Activity
Between the line containing "double-quoted attribute values." and the line containing "use serde_json::Value;" lies a run of lines; give that run again exactly, with both of those lines, and nothing else from the entries below.
··· Input data
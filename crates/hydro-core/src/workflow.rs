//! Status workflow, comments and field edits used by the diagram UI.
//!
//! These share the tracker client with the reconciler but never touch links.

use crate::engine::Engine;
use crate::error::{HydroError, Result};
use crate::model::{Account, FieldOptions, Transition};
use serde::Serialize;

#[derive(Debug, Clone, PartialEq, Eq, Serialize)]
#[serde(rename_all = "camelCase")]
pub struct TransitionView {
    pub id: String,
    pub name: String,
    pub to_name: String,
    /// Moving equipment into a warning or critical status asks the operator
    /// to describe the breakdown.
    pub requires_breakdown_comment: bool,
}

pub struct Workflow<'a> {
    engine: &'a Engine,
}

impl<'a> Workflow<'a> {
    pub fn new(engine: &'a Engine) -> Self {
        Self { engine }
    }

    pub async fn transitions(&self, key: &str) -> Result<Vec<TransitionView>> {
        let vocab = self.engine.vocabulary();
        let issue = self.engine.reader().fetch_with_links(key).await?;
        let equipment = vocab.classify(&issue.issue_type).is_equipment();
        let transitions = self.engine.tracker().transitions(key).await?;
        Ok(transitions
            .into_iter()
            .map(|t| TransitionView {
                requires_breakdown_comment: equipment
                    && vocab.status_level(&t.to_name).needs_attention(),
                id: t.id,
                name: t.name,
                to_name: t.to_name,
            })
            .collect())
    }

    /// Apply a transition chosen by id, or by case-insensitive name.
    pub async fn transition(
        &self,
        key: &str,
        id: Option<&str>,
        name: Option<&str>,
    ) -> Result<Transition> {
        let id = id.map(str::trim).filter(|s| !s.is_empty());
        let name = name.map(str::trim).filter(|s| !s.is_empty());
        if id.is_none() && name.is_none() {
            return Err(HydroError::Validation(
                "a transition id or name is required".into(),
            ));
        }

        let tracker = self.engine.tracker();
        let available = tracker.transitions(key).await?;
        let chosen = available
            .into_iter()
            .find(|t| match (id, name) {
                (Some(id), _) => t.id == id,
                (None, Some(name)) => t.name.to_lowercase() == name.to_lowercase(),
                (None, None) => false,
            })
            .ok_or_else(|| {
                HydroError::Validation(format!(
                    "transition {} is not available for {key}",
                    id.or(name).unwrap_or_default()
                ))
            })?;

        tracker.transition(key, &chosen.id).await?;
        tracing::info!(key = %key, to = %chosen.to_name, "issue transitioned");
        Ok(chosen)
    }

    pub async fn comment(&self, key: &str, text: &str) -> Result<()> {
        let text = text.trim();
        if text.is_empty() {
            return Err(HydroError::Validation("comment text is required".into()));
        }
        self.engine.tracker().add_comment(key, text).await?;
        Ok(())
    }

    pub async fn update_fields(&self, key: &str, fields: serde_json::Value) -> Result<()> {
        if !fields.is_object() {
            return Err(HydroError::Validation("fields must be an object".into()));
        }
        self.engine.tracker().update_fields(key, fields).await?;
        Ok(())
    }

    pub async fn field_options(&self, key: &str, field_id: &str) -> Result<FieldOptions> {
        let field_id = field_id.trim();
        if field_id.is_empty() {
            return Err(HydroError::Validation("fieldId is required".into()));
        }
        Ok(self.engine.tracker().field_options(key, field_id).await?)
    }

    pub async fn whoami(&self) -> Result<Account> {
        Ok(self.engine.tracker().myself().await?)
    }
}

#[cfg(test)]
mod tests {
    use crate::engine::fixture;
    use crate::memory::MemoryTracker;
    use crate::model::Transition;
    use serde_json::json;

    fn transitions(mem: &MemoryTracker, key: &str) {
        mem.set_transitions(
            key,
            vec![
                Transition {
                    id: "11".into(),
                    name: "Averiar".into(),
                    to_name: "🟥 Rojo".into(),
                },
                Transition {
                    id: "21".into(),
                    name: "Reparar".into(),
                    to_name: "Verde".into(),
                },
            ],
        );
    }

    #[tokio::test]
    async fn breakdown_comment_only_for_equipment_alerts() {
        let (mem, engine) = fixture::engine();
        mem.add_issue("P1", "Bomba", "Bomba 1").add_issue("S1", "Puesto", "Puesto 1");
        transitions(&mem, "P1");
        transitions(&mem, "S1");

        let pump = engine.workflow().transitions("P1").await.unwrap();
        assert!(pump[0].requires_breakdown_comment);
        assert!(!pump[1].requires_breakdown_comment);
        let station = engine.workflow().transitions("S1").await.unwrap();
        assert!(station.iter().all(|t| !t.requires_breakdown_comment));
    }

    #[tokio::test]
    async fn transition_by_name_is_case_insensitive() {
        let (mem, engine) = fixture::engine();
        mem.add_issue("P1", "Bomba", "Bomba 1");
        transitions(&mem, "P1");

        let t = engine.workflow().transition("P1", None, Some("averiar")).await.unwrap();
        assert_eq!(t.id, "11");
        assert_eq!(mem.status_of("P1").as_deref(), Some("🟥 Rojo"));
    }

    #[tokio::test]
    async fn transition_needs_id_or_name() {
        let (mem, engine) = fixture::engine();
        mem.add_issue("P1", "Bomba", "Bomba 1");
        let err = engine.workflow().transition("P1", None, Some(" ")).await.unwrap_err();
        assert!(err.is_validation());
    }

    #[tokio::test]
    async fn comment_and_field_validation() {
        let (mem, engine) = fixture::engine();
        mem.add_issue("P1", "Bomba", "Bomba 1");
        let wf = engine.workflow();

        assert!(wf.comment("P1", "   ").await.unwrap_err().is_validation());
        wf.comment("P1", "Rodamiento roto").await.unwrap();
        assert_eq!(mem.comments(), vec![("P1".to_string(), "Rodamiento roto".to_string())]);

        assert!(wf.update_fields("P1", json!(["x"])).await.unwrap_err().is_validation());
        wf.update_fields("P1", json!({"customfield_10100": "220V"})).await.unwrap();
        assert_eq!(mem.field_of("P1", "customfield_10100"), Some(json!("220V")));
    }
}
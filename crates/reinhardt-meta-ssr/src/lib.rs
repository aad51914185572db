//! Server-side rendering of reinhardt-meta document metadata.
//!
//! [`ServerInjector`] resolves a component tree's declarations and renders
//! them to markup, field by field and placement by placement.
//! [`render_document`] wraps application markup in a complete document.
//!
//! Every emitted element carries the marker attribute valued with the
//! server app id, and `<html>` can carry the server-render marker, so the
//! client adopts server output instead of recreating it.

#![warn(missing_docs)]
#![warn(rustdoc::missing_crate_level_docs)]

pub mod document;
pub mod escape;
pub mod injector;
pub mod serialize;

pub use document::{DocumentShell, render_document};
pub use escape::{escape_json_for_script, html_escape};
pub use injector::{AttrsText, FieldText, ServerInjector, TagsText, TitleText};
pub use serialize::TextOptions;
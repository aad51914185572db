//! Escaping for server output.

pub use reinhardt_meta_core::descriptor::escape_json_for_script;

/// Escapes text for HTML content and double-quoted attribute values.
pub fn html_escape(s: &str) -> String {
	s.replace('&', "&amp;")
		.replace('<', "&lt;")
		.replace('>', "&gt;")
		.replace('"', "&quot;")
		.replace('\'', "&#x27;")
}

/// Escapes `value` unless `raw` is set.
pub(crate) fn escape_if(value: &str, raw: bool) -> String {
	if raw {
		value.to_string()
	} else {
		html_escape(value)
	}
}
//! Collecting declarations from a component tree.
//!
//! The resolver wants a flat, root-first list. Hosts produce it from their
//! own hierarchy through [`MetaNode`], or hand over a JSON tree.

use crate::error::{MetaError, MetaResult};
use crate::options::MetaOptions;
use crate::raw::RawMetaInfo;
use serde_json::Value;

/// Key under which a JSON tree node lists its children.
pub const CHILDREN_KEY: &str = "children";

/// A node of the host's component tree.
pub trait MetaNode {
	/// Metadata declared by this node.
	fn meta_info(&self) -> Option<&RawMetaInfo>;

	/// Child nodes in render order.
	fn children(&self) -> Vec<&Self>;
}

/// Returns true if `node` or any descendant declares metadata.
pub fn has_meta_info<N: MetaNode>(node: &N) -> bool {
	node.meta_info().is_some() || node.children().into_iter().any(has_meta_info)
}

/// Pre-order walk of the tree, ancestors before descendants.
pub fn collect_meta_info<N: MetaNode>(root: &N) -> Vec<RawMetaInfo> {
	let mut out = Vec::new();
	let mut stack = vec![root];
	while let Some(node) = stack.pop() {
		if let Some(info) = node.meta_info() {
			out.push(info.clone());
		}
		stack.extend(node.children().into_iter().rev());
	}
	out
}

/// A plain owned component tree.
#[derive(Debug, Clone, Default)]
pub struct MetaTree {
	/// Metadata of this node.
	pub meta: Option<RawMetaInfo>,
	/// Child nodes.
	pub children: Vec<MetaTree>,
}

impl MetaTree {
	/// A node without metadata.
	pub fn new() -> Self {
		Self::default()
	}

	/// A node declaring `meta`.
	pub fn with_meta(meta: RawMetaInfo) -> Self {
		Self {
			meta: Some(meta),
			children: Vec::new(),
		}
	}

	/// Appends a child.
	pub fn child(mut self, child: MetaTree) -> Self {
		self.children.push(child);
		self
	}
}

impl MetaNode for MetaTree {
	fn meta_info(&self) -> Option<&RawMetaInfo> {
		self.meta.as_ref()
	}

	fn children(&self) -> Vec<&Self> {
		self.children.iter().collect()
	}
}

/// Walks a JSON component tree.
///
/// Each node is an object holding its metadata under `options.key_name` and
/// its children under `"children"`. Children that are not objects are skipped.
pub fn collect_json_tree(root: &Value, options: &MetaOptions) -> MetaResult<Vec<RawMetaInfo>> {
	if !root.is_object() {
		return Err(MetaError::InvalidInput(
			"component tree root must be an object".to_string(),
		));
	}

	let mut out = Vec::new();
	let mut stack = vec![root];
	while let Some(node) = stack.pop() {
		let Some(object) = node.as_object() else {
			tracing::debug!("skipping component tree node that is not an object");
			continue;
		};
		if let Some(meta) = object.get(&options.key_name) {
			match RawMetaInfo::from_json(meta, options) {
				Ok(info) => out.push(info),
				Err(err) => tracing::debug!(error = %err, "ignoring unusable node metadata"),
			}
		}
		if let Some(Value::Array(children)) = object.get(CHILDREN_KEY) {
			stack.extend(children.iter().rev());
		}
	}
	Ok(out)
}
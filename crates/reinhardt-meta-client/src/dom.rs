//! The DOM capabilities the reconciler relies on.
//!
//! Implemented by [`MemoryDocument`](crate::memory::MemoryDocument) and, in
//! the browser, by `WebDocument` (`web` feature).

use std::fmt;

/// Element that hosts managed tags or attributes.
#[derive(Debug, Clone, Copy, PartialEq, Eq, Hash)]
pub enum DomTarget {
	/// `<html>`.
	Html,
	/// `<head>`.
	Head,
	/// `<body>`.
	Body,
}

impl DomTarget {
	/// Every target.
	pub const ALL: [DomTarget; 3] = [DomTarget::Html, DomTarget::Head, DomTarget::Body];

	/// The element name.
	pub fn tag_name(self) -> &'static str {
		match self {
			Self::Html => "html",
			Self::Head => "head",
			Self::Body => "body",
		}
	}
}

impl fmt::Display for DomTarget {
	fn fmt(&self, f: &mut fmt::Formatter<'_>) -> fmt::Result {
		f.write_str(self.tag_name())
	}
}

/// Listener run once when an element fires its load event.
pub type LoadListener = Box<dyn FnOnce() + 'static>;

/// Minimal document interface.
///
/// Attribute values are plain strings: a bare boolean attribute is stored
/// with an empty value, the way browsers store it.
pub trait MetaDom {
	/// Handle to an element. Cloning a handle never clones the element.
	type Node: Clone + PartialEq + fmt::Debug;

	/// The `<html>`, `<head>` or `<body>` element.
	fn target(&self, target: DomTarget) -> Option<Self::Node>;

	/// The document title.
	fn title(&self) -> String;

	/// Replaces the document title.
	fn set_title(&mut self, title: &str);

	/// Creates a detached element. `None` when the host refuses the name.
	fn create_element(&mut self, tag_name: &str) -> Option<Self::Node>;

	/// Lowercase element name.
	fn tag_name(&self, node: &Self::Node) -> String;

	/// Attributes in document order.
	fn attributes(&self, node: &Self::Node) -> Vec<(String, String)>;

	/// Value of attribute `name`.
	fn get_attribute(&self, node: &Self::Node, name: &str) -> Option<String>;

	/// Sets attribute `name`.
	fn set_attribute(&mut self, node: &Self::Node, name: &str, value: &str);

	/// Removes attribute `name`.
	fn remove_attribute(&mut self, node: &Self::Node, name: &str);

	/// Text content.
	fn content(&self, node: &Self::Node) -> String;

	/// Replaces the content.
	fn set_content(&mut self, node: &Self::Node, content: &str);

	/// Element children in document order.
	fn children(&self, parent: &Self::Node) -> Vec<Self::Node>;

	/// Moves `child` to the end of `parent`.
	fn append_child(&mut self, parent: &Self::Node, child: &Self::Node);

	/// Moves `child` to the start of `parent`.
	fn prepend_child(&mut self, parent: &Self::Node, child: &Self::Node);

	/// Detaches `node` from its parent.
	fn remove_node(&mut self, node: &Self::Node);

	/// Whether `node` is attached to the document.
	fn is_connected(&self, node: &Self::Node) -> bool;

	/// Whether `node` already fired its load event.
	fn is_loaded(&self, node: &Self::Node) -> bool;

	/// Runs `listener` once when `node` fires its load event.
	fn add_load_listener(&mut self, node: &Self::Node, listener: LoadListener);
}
······
··· Input data
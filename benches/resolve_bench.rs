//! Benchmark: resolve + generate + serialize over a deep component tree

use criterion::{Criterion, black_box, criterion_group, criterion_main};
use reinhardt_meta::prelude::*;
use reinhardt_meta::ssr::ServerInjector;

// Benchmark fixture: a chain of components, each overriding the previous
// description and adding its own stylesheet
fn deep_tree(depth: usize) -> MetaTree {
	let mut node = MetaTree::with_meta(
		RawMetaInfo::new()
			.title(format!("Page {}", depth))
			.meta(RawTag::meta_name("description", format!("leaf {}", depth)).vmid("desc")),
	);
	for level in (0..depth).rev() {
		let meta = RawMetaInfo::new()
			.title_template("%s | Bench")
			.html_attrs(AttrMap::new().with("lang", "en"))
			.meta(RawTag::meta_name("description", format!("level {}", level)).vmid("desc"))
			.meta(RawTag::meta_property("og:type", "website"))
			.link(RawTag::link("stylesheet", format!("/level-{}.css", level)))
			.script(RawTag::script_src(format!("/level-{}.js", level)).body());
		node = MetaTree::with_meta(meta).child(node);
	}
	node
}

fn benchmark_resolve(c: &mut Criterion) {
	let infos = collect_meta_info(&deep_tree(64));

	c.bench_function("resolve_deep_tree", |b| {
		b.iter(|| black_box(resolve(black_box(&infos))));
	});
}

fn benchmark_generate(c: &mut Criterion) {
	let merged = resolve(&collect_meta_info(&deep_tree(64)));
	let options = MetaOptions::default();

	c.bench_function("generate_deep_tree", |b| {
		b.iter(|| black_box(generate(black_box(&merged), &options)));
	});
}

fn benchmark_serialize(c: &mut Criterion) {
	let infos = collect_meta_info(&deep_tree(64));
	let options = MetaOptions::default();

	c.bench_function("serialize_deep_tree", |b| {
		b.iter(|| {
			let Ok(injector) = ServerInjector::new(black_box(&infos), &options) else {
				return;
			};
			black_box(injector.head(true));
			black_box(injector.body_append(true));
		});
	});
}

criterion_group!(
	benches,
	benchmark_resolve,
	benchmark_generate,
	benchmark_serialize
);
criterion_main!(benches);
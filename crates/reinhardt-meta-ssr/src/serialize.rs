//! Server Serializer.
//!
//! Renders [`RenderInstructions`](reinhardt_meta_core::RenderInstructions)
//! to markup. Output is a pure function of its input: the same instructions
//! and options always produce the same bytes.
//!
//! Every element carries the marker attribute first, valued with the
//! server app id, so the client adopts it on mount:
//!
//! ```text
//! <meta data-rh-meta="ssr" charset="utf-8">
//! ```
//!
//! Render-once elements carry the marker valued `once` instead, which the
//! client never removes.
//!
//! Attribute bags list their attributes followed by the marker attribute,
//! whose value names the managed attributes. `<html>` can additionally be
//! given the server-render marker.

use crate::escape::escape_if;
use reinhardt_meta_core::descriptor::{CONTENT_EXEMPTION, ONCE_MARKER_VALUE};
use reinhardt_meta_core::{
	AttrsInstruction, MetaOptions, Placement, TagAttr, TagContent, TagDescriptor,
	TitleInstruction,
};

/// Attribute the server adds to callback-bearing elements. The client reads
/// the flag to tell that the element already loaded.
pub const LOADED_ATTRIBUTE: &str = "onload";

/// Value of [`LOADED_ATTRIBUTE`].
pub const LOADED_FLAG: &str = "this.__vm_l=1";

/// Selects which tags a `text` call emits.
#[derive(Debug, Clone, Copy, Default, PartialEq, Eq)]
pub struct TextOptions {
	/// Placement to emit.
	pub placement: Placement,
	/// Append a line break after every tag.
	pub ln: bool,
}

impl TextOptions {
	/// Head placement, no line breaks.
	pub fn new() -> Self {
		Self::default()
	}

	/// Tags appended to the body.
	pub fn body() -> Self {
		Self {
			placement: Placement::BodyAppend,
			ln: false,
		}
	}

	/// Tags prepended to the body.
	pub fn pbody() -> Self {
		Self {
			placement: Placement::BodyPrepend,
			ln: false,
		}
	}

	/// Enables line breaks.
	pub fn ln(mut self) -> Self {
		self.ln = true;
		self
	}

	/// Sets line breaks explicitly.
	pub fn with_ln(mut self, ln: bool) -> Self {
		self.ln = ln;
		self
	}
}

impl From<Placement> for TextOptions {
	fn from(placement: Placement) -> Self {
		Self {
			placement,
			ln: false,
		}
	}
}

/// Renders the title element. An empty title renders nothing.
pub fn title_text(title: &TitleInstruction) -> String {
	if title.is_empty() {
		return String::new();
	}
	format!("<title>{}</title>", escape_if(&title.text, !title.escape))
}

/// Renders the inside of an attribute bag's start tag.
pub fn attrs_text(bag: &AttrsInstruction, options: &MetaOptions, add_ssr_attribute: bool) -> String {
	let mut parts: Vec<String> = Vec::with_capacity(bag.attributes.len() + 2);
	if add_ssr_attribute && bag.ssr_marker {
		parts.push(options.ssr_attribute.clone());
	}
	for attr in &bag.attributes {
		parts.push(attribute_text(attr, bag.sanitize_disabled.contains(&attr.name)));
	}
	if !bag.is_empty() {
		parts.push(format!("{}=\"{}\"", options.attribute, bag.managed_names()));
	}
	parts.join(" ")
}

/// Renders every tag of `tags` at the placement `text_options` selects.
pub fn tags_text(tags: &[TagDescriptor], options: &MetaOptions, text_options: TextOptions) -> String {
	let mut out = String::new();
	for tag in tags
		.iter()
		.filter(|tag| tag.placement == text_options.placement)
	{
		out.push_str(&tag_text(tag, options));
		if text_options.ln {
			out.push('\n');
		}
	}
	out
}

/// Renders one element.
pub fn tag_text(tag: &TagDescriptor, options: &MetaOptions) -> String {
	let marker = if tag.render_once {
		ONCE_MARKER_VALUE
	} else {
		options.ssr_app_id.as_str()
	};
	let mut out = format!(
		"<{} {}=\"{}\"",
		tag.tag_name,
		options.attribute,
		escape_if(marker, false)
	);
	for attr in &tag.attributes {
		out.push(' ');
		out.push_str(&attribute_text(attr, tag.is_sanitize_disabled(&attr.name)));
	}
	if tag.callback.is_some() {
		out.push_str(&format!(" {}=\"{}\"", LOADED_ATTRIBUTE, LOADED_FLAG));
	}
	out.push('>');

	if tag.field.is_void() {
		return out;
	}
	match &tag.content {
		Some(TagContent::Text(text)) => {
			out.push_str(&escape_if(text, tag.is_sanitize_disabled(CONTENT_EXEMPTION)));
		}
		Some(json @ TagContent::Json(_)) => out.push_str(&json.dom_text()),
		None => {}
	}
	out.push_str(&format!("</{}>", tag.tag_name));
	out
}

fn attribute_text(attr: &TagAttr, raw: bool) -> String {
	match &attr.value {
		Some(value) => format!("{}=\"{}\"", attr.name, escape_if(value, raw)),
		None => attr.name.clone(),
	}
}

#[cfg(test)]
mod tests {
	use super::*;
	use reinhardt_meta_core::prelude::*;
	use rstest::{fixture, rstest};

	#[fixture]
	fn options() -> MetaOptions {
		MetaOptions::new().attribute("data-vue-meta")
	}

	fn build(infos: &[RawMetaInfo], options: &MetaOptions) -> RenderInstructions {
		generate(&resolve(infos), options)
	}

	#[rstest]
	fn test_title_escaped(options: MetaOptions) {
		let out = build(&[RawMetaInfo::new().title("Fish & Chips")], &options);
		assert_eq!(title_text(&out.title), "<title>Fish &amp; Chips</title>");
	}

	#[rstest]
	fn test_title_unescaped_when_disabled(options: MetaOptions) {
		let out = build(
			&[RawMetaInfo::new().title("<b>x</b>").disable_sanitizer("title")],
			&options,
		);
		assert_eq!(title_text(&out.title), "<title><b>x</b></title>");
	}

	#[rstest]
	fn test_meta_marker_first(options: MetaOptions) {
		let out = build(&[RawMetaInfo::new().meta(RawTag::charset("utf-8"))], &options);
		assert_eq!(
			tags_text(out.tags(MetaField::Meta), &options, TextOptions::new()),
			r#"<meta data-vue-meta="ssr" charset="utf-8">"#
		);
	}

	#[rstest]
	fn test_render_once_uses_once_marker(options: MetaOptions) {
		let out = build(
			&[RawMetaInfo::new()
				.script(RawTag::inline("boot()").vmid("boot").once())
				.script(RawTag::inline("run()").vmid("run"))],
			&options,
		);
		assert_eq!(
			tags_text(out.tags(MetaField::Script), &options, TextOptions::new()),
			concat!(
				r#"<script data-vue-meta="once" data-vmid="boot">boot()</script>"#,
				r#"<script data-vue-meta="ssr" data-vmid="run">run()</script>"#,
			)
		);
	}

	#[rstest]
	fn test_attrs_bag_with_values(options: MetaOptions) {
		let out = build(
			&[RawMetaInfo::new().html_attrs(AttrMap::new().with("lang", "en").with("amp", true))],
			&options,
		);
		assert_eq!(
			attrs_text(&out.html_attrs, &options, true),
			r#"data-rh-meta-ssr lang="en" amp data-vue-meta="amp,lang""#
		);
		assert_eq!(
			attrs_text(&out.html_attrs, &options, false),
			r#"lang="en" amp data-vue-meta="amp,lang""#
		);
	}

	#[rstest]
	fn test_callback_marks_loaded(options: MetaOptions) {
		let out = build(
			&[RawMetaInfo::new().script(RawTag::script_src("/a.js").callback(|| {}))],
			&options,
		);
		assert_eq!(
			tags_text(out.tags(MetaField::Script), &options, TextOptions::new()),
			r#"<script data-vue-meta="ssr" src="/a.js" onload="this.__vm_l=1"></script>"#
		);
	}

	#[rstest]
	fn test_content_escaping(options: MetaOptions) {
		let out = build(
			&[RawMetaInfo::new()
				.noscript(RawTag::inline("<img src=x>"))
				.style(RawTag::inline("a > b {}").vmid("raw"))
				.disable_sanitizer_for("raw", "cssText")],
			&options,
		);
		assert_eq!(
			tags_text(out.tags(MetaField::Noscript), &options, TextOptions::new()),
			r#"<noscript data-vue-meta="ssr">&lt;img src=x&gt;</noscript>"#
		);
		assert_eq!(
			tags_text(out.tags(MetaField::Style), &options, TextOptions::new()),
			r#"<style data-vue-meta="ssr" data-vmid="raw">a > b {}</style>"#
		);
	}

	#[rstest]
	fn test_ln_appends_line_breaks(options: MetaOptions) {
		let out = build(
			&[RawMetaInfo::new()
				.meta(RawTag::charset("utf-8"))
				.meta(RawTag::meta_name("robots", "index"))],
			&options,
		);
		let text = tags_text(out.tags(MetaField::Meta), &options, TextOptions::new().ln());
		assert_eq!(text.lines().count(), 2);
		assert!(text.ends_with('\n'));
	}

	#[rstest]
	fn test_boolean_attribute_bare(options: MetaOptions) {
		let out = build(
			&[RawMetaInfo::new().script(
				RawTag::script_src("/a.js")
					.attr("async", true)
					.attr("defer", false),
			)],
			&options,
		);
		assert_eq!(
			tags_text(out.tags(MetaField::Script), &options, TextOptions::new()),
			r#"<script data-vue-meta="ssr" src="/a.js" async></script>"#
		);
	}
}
······
Answer to this exercise
/// Escapes text for HTML content and double-quoted attribute values.
pub fn html_escape(s: &str) -> String {
	s.replace('&', "&amp;")
		.replace('<', "&lt;")
		.replace('>', "&gt;")
		.replace('"', "&quot;")
		.replace('\'', "&#x27;")
}

/// Escapes `value` unless `raw` is set.
pub(crate) fn escape_if(value: &str, raw: bool) -> String {
	if raw {
		value.to_string()
	} else {
		html_escape(value)
	}
}
//! Collecting declarations from a component tree.
//!
//! The resolver wants a flat, root-first list. Hosts produce it from their
//! own hierarchy through [`MetaNode`], or hand over a JSON tree.

use crate::error::{MetaError, MetaResult};
use crate::options::MetaOptions;
use crate::raw::RawMetaInfo;
use serde_json::Value;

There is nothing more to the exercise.